In this lecture, we discuss conventional model diagnostics and their relationship to diagnostics we can leverage in the GAMLSS framework. Here, we will discuss outliers and robust regression, heteroskedasticity and higher moment modeling that is made easy in the GAMLSS framework as well as unified model diagnostics that exist in the GAMLSS framework.

12 Flexible Model Fitting

Here, we discuss other models that do not require strict functional form assumptions. These include Multivariate Adaptive Regression Splines (MARS), regularized polynomial expansions, and tree-based regression models (CART). We also talk about incorporating some of these features into the GAMLSS framework.

13 Multiple Imputation

Missing data is a ubiquitous problem in social science data analysis. We discuss the problems caused by missing data and multiple imputation as a way to characterize the uncertainty in our models owing to missing data. We also discuss sensitivity analysis to some of the assumptions that drive the suitability of multiple imputation for solving these problems.

14 Finite Mixtures

For much of the second half of the course, we’ve talked about model testing and feature selection - identifying which features should be in the model and in what form.

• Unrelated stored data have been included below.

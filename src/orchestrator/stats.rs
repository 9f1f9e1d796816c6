//! 运行统计

use crate::models::{OutcomeStatus, TaskOutcome};

/// 运行统计
///
/// 由 `RunContext` 中的互斥锁保护，只在条目完成后短暂加锁更新。
#[derive(Debug, Clone, Default, PartialEq, Eq)]
pub struct RunStatistics {
    /// 枚举出的条目数
    pub total: usize,
    /// 过滤后实际提交给工作池的条目数
    pub scheduled: usize,
    /// 已完成（不论成败）
    pub finished: usize,
    pub succeeded: usize,
    /// 成功中命中缓存、未调用任务的
    pub cached: usize,
    pub failed: usize,
    /// 日志中已完成而被跳过的，加上输入无效的
    pub skipped: usize,
}

impl RunStatistics {
    pub fn new(total: usize, scheduled: usize, skipped: usize) -> Self {
        Self {
            total,
            scheduled,
            skipped,
            ..Default::default()
        }
    }

    /// 记录一个条目的结果
    pub fn record(&mut self, outcome: &TaskOutcome) {
        self.finished += 1;
        if let OutcomeStatus::Success { cached, .. } = &outcome.status {
            self.succeeded += 1;
            if *cached {
                self.cached += 1;
            }
        } else if outcome.is_degenerate() {
            self.skipped += 1;
        } else {
            self.failed += 1;
        }
    }

    pub fn percent(&self) -> f64 {
        if self.scheduled == 0 {
            100.0
        } else {
            self.finished as f64 * 100.0 / self.scheduled as f64
        }
    }

    /// 进度行
    pub fn progress_line(&self) -> String {
        format!(
            "[{}/{}] ({:.1}%) | 成功: {} | 失败: {}",
            self.finished,
            self.scheduled,
            self.percent(),
            self.succeeded,
            self.failed
        )
    }

    /// 没有失败的条目
    pub fn is_clean(&self) -> bool {
        self.failed == 0
    }
}

#[cfg(test)]
mod tests {
    use super::*;
    use crate::models::{ResultFields, TaskError};
    use std::time::Duration;

    #[test]
    fn test_record_and_progress() {
        let mut stats = RunStatistics::new(10, 4, 6);
        stats.record(&TaskOutcome::success(ResultFields::new(), 1, Duration::ZERO));
        stats.record(&TaskOutcome::failure(
            TaskError::timeout("t"),
            2,
            Duration::ZERO,
        ));
        stats.record(&TaskOutcome::failure(
            TaskError::invalid_input("空"),
            0,
            Duration::ZERO,
        ));

        stats.record(&TaskOutcome::cached(ResultFields::new()));

        assert_eq!(stats.finished, 4);
        assert_eq!(stats.succeeded, 2);
        assert_eq!(stats.cached, 1);
        assert_eq!(stats.failed, 1);
        assert_eq!(stats.skipped, 7);
        assert_eq!(stats.progress_line(), "[4/4] (100.0%) | 成功: 2 | 失败: 1");
        assert!(!stats.is_clean());
    }

    #[test]
    fn test_empty_run_is_complete() {
        let stats = RunStatistics::new(5, 0, 5);
        assert_eq!(stats.percent(), 100.0);
        assert!(stats.is_clean());
    }
}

Finite mixture models are in essence a way of observation selection - identifying which observations are best explained by a small, fixed set of models.

Other stuff

We don’t have time to talk about all of the interesting regression stuff in the class, so here are some slides to other topics that may be of interest:

Software that Makes the Class Work

From time to time, people ask about the software I use in the course. Here is a brief discussion of the software I use in my teaching workflow.

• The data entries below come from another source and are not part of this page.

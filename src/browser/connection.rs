use anyhow::Result;
use chromiumoxide::Browser;
use futures::StreamExt;
use tokio::time::sleep;
use tracing::{debug, error, info};

/// 连接到已开启远程调试端口的浏览器
///
/// 适用于需要沿用已登录会话（cookie）的场景。
pub async fn connect_to_browser(port: u16) -> Result<Browser> {
    let browser_url = format!("http://localhost:{}", port);
    info!("正在连接到浏览器: {}", browser_url);

    let (browser, mut handler) = Browser::connect(&browser_url).await.map_err(|e| {
        error!("连接浏览器失败: {}", e);
        e
    })?;
    debug!("浏览器连接成功");

    // 在后台处理浏览器事件
    tokio::spawn(async move {
        while let Some(h) = handler.next().await {
            if h.is_err() {
                break;
            }
        }
    });

    sleep(tokio::time::Duration::from_millis(300)).await;

    let pages = browser.pages().await?;
    debug!("浏览器中已有 {} 个页面", pages.len());

    Ok(browser)
}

  • The website you see that serves all of this content is hosted by my friend Tof at asocialfolder.
  • First and foremost, the course works because R and the user-developed packages that we use are all open-source.
  • I use the xaringan package to make slides in RMarkdown that are based on the remark.js framework. I also use the xaringan_themer package and a bit of custom CSS to style the slides.
  • The slides get printed from html to PDF using the decktape.js library.
  • I have used livecode to pretty good effect in classes. See the rstudio::conf 5 minute talk about livecode in R here. I use ngrok to serve my local private network files to the public along the lines of this post.
  • As a backup for people experiencing technical issues, I use RStudio.cloudto ensure people have access to the software we use in the course.
  • I use Doceri for live annotation of slides.